Ciena's proprietary dense wavelength division multiplexing technology gets up to 100 Gigabytes per second, a first in the world. So, if you want to be fast and have huge data transmission capabilities, you have to have Ciena's products. But Ciena's competitive advantages do not stop there.
Ciena's products allow carriers to get more capacity from fiber optic networks that are already deployed. And their intelligent traffic allocation offers superior efficiency, as well. These are competitive advantages that take time to match.
I absolutely love these technological leaps, which produce margin expansion and sales pickup at the same time, the surefire recipe for a bigger bottom line.

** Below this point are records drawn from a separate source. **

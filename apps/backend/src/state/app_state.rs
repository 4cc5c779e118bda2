use std::sync::Arc;

use sea_orm::DatabaseConnection;

use crate::config::MatchConfig;
use crate::infra::cell_lock::CellLocks;
use crate::repos::{MatchStore, MemoryStore};
use crate::services::{ExpirySweeper, GameService, MatchService, PlayRequestService};

/// Application state containing shared resources
#[derive(Clone)]
pub struct AppState {
    /// Database connection; `None` when running on the in-process store
    pub db: Option<DatabaseConnection>,
    store: Arc<dyn MatchStore>,
    config: Arc<MatchConfig>,
    locks: Arc<CellLocks>,
}

impl AppState {
    pub fn new(
        db: Option<DatabaseConnection>,
        store: Arc<dyn MatchStore>,
        config: MatchConfig,
    ) -> Self {
        Self {
            db,
            store,
            config: Arc::new(config),
            locks: Arc::new(CellLocks::new()),
        }
    }

    /// In-process store with default matching config.
    pub fn in_memory() -> Self {
        Self::new(None, Arc::new(MemoryStore::new()), MatchConfig::default())
    }

    pub fn db(&self) -> Option<&DatabaseConnection> {
        self.db.as_ref()
    }

    pub fn store(&self) -> Arc<dyn MatchStore> {
        Arc::clone(&self.store)
    }

    pub fn config(&self) -> &MatchConfig {
        &self.config
    }

    pub fn matching(&self) -> MatchService {
        MatchService::new(self.store(), Arc::clone(&self.config), Arc::clone(&self.locks))
    }

    pub fn play_requests(&self) -> PlayRequestService {
        PlayRequestService::new(self.store(), Arc::clone(&self.config))
    }

    pub fn games(&self) -> GameService {
        GameService::new(self.store(), Arc::clone(&self.config))
    }

    pub fn sweeper(&self) -> ExpirySweeper {
        ExpirySweeper::new(self.store(), self.config.sweep_interval)
    }
}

And as I mentioned with regards to Corning, the United States is lagging behind 14 other Organization for Economic Cooperation and Development (OECD) countries in broadband access, price and speed. This is a national crisis.
The telecommunications industry will not be able to stay put with the status quo. There is an explosion of video over the Internet. Not only do we see the phenomenon of YouTube.com, but we now have many other sources of voracious bandwidth accelerating dramatically.
Mainly, there is a huge pickup in activity in streaming TV series, sports and movies on sites like Hulu.com, as well as movie and song downloads. In addition, you have video conference calls including earnings results and video web-events, such as Money Morning’s own webinars.
Also, there’s the push towards cloud computing, which features all the data and applications residing and being processed in a remote server, like those of Amazon.com Inc. (Nasdaq: AMZN) ad Yahoo! Inc. (Nasdaq: YHOO).
Last but not least, there’s been a huge surge in online video gaming and you see product demos and video ads populating many search and web publications. And do not forget "computing everywhere" with the proliferation of iPhones, RIMM's and other smartphones, as well netbooks, which are constantly connected to the web with broadband wireless access.
The bottom line is that video traffic and other broadband-chugging applications are exploding.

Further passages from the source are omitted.